>>>
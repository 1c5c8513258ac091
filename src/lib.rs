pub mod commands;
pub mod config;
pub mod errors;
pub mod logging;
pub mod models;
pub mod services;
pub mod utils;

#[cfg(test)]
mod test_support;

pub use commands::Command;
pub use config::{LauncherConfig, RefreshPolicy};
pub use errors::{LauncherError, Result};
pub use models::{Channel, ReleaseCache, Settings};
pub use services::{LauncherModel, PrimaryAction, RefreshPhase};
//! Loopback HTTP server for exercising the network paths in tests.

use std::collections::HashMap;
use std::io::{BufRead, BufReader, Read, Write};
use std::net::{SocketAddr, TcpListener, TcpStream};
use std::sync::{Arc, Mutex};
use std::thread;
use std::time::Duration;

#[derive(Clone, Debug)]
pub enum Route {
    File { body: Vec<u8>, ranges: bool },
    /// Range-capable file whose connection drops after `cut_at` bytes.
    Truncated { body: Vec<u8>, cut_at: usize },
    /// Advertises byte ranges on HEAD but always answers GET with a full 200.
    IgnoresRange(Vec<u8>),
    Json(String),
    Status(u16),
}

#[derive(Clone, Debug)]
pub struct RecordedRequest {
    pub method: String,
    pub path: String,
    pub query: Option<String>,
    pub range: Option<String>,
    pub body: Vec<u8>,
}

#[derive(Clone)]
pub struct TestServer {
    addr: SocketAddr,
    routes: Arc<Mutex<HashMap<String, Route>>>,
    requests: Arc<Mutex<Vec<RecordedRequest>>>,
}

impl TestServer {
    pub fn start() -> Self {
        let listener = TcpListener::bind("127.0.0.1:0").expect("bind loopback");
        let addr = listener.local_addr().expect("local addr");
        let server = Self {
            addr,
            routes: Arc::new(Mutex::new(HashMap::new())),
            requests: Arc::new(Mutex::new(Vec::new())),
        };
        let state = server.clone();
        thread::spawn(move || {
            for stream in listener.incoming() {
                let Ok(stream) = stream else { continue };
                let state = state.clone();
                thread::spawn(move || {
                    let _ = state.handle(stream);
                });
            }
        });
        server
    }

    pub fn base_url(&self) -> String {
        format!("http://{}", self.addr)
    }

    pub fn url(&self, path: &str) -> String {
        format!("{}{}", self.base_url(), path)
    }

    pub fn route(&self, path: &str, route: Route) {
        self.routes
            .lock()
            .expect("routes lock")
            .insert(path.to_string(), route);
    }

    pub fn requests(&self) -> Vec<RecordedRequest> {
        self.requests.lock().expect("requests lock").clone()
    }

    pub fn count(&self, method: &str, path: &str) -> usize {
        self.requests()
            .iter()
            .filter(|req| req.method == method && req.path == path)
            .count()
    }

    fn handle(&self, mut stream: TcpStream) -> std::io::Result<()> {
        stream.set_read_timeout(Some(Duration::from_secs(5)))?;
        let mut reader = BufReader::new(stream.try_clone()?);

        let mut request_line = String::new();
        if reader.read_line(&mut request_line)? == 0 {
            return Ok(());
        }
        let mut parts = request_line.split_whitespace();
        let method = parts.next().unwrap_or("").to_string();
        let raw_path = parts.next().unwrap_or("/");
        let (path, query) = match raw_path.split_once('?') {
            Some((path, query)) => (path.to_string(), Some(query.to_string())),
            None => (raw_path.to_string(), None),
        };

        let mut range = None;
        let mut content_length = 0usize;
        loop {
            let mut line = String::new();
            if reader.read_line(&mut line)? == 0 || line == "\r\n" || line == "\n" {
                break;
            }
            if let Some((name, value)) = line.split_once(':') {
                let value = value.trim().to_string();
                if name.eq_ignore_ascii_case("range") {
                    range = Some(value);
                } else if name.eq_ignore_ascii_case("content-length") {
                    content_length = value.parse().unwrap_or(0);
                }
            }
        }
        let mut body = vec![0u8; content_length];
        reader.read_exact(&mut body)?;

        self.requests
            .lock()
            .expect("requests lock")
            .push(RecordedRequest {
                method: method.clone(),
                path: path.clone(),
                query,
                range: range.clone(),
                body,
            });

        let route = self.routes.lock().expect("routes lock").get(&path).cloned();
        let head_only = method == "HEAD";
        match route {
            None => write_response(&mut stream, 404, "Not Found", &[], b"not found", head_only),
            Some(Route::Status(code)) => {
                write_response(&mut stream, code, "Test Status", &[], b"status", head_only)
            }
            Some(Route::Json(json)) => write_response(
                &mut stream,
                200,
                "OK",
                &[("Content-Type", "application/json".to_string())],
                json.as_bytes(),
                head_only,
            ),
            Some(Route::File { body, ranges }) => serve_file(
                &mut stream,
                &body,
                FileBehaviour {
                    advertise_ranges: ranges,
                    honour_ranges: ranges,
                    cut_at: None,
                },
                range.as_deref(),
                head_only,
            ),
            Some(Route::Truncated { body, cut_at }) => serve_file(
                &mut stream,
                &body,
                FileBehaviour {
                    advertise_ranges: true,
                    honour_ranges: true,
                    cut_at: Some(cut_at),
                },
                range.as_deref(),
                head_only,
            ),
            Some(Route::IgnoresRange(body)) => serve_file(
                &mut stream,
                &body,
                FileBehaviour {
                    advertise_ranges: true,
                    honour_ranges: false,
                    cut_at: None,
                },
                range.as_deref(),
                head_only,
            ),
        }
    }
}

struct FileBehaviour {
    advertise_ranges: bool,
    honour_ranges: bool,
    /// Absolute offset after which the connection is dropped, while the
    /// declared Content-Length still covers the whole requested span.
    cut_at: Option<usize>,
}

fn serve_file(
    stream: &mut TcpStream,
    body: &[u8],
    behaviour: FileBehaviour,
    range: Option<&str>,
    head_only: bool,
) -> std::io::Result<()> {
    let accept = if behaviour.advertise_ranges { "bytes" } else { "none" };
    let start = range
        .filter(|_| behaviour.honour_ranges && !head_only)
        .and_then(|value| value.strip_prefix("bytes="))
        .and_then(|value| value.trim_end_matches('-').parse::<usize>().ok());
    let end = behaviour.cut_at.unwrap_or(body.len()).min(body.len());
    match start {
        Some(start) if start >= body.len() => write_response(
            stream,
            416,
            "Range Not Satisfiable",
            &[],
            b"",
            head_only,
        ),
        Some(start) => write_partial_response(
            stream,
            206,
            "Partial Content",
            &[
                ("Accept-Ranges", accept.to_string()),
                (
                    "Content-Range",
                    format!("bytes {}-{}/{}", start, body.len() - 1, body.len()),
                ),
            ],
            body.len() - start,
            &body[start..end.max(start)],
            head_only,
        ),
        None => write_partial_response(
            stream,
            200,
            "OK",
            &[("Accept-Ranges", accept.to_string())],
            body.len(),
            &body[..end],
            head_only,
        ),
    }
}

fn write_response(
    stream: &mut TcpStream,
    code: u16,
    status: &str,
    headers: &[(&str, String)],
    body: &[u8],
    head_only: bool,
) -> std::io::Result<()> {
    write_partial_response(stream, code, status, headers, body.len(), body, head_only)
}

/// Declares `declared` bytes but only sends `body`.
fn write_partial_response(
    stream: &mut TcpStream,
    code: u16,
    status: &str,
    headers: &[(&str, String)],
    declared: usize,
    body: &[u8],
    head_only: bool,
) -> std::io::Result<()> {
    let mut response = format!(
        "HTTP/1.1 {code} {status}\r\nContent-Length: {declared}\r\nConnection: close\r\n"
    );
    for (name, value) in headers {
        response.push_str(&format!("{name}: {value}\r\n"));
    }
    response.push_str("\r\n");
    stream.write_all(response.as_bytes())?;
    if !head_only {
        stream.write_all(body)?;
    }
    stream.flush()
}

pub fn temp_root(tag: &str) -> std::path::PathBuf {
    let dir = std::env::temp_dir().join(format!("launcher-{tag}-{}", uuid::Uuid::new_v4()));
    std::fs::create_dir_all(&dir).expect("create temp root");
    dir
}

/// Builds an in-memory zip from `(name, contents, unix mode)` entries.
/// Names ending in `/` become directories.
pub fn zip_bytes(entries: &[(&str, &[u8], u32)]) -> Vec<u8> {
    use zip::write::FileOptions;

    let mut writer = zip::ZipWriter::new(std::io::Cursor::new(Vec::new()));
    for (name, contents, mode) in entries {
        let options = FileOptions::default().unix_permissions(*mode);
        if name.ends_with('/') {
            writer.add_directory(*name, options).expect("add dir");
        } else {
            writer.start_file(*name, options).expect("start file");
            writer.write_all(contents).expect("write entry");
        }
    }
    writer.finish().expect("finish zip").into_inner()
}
<<<
>>>
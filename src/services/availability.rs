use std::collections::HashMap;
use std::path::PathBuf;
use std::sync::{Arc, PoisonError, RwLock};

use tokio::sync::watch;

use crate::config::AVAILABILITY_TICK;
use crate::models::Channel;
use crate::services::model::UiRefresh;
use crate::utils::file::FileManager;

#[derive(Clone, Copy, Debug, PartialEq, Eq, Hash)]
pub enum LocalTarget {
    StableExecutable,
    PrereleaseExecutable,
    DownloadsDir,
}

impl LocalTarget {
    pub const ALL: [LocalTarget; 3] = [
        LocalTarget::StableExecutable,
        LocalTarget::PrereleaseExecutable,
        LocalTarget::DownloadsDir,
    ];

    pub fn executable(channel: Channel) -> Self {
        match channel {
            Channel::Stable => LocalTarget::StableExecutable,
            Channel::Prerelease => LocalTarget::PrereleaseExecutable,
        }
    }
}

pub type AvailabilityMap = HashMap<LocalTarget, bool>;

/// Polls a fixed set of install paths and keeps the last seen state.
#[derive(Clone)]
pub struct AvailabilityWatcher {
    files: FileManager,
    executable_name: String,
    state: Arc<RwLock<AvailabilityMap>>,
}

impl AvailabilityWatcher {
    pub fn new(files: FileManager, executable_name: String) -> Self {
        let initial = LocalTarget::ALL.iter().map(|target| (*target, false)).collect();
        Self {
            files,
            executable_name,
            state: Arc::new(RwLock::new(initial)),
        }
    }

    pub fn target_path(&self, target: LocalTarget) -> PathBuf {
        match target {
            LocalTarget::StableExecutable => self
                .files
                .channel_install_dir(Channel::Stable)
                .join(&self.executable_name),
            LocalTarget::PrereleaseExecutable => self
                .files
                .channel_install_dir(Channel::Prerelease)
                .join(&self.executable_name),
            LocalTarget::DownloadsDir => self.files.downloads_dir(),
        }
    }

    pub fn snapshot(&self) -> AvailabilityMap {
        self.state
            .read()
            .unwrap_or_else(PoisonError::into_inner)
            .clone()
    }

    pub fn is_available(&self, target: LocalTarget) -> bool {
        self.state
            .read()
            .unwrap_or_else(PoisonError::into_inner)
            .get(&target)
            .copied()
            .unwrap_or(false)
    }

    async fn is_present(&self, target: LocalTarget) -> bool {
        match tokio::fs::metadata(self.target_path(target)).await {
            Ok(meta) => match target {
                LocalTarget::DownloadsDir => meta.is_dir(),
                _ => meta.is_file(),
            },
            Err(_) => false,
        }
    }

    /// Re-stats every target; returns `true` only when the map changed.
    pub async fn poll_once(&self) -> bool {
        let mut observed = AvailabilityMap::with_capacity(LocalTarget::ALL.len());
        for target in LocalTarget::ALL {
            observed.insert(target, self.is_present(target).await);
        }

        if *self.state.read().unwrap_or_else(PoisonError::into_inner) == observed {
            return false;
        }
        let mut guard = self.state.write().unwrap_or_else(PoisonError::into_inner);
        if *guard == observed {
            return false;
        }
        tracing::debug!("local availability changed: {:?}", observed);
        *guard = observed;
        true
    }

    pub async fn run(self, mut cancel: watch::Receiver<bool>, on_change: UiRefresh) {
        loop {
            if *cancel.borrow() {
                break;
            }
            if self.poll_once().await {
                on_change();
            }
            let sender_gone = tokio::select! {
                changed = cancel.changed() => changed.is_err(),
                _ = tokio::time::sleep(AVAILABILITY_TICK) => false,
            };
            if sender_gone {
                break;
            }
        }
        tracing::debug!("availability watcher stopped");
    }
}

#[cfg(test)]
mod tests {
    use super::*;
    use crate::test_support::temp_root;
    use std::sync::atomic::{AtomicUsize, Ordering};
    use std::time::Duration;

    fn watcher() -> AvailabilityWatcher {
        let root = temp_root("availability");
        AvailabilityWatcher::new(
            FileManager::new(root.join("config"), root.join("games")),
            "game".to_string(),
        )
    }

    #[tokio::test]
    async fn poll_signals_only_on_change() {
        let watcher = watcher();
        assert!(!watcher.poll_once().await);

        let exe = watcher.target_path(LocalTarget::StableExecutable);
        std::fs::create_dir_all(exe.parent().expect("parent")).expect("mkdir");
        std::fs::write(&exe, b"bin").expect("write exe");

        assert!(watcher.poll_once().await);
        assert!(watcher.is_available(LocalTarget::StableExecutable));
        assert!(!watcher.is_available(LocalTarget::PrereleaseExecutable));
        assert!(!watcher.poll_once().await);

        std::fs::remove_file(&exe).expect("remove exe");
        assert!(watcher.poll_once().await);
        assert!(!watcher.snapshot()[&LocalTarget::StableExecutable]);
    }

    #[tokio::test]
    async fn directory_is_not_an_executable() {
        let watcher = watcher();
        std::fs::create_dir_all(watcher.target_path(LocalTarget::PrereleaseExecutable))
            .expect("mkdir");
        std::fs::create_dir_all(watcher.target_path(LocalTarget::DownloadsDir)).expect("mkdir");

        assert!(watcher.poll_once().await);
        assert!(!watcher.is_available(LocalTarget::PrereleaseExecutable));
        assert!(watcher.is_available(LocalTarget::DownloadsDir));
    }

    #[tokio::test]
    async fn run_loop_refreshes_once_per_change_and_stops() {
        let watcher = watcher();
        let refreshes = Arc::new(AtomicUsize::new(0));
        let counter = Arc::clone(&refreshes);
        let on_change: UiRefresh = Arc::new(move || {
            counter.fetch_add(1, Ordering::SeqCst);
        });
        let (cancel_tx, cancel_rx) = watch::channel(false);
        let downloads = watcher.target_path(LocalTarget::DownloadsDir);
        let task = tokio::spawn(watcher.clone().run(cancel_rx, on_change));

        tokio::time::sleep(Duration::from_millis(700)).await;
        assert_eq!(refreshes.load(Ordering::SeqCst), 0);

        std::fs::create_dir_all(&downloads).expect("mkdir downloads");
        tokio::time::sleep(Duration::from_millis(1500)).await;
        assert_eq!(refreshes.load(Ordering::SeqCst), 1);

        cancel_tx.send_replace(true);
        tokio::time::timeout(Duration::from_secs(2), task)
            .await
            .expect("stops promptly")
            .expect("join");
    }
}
<<<
>>>
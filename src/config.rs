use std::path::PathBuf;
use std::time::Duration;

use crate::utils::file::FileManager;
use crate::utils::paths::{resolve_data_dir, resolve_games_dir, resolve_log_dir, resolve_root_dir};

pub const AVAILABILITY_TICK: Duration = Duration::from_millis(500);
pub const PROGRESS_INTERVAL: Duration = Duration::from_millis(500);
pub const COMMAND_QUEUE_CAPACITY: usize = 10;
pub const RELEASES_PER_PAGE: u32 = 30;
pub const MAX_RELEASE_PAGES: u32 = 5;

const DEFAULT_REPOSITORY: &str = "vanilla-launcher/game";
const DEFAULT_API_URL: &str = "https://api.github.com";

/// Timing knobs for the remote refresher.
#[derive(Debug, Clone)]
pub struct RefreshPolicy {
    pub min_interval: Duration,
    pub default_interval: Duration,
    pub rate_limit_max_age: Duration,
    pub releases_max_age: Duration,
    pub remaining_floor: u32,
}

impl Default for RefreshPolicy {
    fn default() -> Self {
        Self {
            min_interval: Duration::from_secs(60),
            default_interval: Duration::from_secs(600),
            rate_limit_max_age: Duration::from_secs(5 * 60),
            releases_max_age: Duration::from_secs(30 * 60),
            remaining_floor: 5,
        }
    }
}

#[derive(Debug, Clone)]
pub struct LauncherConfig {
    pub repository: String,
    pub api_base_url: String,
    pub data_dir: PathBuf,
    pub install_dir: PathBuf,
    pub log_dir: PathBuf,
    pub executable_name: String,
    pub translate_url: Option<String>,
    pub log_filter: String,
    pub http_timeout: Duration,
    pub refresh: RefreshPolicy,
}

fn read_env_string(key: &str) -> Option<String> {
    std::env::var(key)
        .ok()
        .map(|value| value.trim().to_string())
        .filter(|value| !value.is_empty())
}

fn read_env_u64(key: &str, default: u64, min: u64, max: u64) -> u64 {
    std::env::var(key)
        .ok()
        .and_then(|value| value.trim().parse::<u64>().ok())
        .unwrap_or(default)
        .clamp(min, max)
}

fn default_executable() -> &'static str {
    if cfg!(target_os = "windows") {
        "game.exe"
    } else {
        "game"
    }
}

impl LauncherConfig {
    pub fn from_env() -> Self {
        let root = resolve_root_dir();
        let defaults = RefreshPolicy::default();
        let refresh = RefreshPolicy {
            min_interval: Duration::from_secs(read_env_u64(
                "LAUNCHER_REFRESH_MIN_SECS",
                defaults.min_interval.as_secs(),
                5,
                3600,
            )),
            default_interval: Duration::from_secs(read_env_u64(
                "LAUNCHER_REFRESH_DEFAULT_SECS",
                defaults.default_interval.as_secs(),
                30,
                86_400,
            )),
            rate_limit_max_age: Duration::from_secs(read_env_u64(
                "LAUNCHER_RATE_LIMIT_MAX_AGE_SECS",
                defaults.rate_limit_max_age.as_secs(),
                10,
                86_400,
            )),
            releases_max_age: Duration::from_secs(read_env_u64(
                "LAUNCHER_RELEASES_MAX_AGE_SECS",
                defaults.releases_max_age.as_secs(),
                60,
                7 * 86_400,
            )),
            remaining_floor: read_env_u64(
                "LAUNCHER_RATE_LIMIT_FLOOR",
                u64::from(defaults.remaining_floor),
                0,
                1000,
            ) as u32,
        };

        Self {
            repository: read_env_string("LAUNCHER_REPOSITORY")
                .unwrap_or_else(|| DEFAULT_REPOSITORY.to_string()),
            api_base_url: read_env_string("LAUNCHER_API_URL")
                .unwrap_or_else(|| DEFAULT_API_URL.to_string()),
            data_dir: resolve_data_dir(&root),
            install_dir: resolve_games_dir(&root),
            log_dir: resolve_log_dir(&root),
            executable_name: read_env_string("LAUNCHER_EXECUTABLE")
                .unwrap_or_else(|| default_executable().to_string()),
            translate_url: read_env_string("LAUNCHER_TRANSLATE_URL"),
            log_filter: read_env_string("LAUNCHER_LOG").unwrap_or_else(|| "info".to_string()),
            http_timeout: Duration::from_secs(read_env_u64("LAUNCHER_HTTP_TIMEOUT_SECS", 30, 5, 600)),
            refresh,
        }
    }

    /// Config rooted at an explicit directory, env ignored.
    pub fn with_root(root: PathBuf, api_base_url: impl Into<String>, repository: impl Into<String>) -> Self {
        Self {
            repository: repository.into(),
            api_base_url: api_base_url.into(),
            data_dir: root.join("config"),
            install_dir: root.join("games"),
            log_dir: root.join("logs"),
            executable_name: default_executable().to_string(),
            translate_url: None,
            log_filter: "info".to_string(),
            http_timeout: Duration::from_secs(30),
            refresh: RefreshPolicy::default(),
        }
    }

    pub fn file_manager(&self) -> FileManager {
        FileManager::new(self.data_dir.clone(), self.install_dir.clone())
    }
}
<<<
__WHAT THE TASK ASKS__: Among the entries above, the lines between the ones containing "let exe = watcher.target_path(LocalTarget::StableExecutable);" and "assert!(watcher.is_available(LocalTarget::StableExecutable));", inclusive, are to be transcribed exactly. No other line is to be given.

__YOUR RESPONSE__:
        let exe = watcher.target_path(LocalTarget::StableExecutable);
        std::fs::create_dir_all(exe.parent().expect("parent")).expect("mkdir");
        std::fs::write(&exe, b"bin").expect("write exe");

        assert!(watcher.poll_once().await);
        assert!(watcher.is_available(LocalTarget::StableExecutable));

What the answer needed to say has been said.